Mom’s Middle Ground:
Some moms love working, I know I do! It is just apart of their genetic make-up and they get excited about it. It keeps their mind right and gives them the vooma to face parenting because they know that when they are spending quality time with their rats, they give it a full go. If you are a working mom because you have no other choice … well then you are wasting the energy on guilt because the decision has been made for you so head down and know that we support you.
3. GREAT THAT OUR CHILD CAN COUNT TO 10 BUT COULD YOU STOP SPENDING MONEY ON COFFEES YOU AREN’T “WORKING” FOR
The Stay At Home Mom (in this case chooses to work part-time for some sanity):
I, OBB2, am a Stay At Home Mom and I work two mornings a week. I don’t for one second think that it isn’t a privilege. I have been raising my two little people on a farm and have the time to teach them that there are definitely other birds out there other than Pigeons and Hadedas. It is a major treat shaping their day activities and watching their minds soak everything up. To avoid going over to the dark side of boredom, I have chosen to cruise into town twice a week to work, stimulate my mind and and make a little bit of “ice-cream” money.
MG then rolls in and bitch slaps you with a bill that you may sometimes feel you aren’t contributing financially to. If you are working just a little, like I do, your job doesn’t bring in nearly as much loot and you feel you probably should be spending it on the household or your family.
There are times when you just want to be kid-free, go and have coffee with mates and dust your rats with any respectable looking human willing, able or keen. The guilt sets in that you are spending bucks on yourself and your mind wonders to your partner slogging away at graft. It is also super sucky thinking that they may throw it back in your face in the next heated argument.
Mom’s Middle Ground:
You would have to be blady superhuman (or mad!) to think you don’t need a break or to do something adult and care-free. Hats off to you for the sacrifices you have made to dedicate your days to your kids – it is hard and not for the faint-hearted, something partners who aren’t with kids all day will never understand (but that is a moan for another blog). So don’t think your position / job in the household doesn’t give you a right to go and treat yourself- it is a job in itself. Especially if that is the deal you have made with your partner! You both wanted them and I’m 100% sure there are days where you would swop places in a heartbeat.
Look, let’s be honest you are never going to rid your life of MG (welcome to momhood) but most of the time it is a f*%king waste of an emotion. There is already so much to worry about in a day, like keeping your child alive, and if you throw that bastard (MG not your child) under the bus, when you get up in the mornings you will find that decision-making and getting things done without it are like a breathe of fresh air. You will also learn to live in the moment and actually enjoy life, and parenting, a lot more- there is no stronger mood killer then feeling guilty.
Your best bet is to surround yourselves with like-minded moms and cling to those suckers with all your might because those are the friends you want to be able to vent to without them fuelling the MG fire. Focus on the good shizzle, like raising them rats right.

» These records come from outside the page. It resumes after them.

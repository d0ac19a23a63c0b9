//! JSON description of a [`Figure`].
//!
//! ```json
//! {
//!   "width": 800,
//!   "height": 400,
//!   "subplots": [
//!     { "rows": 2, "cols": 1, "position": 0, "title": "speed",
//!       "curves": [{ "x": [0, 1, 2], "y": [1, 3, 2], "color": "red" }] }
//!   ]
//! }
//! ```

use crate::config::FigureConfig;
use crate::figure::Figure;
use crate::Result;
use serde::{Deserialize, Serialize};
use svgplot_core::Color;

#[derive(Debug, Clone, PartialEq, Serialize, Deserialize)]
#[serde(deny_unknown_fields)]
pub struct FigureSpec {
    pub width: u32,
    pub height: u32,
    #[serde(default, skip_serializing_if = "Option::is_none")]
    pub config: Option<FigureConfig>,
    #[serde(default)]
    pub subplots: Vec<SubplotSpec>,
}

#[derive(Debug, Clone, PartialEq, Serialize, Deserialize)]
#[serde(deny_unknown_fields)]
pub struct SubplotSpec {
    pub rows: u32,
    pub cols: u32,
    pub position: u32,
    #[serde(default, skip_serializing_if = "Option::is_none")]
    pub title: Option<String>,
    #[serde(default, skip_serializing_if = "Option::is_none")]
    pub xlabel: Option<String>,
    #[serde(default, skip_serializing_if = "Option::is_none")]
    pub ylabel: Option<String>,
    #[serde(default)]
    pub curves: Vec<CurveSpec>,
}

#[derive(Debug, Clone, PartialEq, Serialize, Deserialize)]
#[serde(deny_unknown_fields)]
pub struct CurveSpec {
    pub x: Vec<f64>,
    pub y: Vec<f64>,
    #[serde(default)]
    pub label: String,
    #[serde(default, skip_serializing_if = "Option::is_none")]
    pub color: Option<Color>,
}

impl FigureSpec {
    pub fn from_json(json: &str) -> Result<Self> {
        Ok(serde_json::from_str(json)?)
    }
}

impl Figure {
    /// Replays `spec` through [`Figure::add_subplot`] and [`Figure::plot`], so a spec is
    /// validated exactly like the equivalent API calls.
    pub fn from_spec(spec: &FigureSpec) -> Result<Figure> {
        let config = spec.config.clone().unwrap_or_default();
        let mut figure = Figure::with_config(spec.width, spec.height, config);

        for subplot in &spec.subplots {
            let frame = figure.add_subplot(subplot.rows, subplot.cols, subplot.position)?;
            if let Some(title) = &subplot.title {
                frame.set_title(title.as_str());
            }
            if let Some(xlabel) = &subplot.xlabel {
                frame.set_xlabel(xlabel.as_str());
            }
            if let Some(ylabel) = &subplot.ylabel {
                frame.set_ylabel(ylabel.as_str());
            }
            for curve in &subplot.curves {
                figure.plot(&curve.x, &curve.y, &curve.label, curve.color)?;
            }
        }

        tracing::debug!(subplots = spec.subplots.len(), "figure built from spec");
        Ok(figure)
    }
}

So without further adieu … let’s try our very best to keep the MG to a minimum. We are all carrying our fair share of it around but let’s lighten the load and support each other through the things in parenting, like working or not working, that make it such a turmoil time for us. You are doing the best blady job you can do for you and your family and at the end of the day, your best should allow you to cut yourself some slack.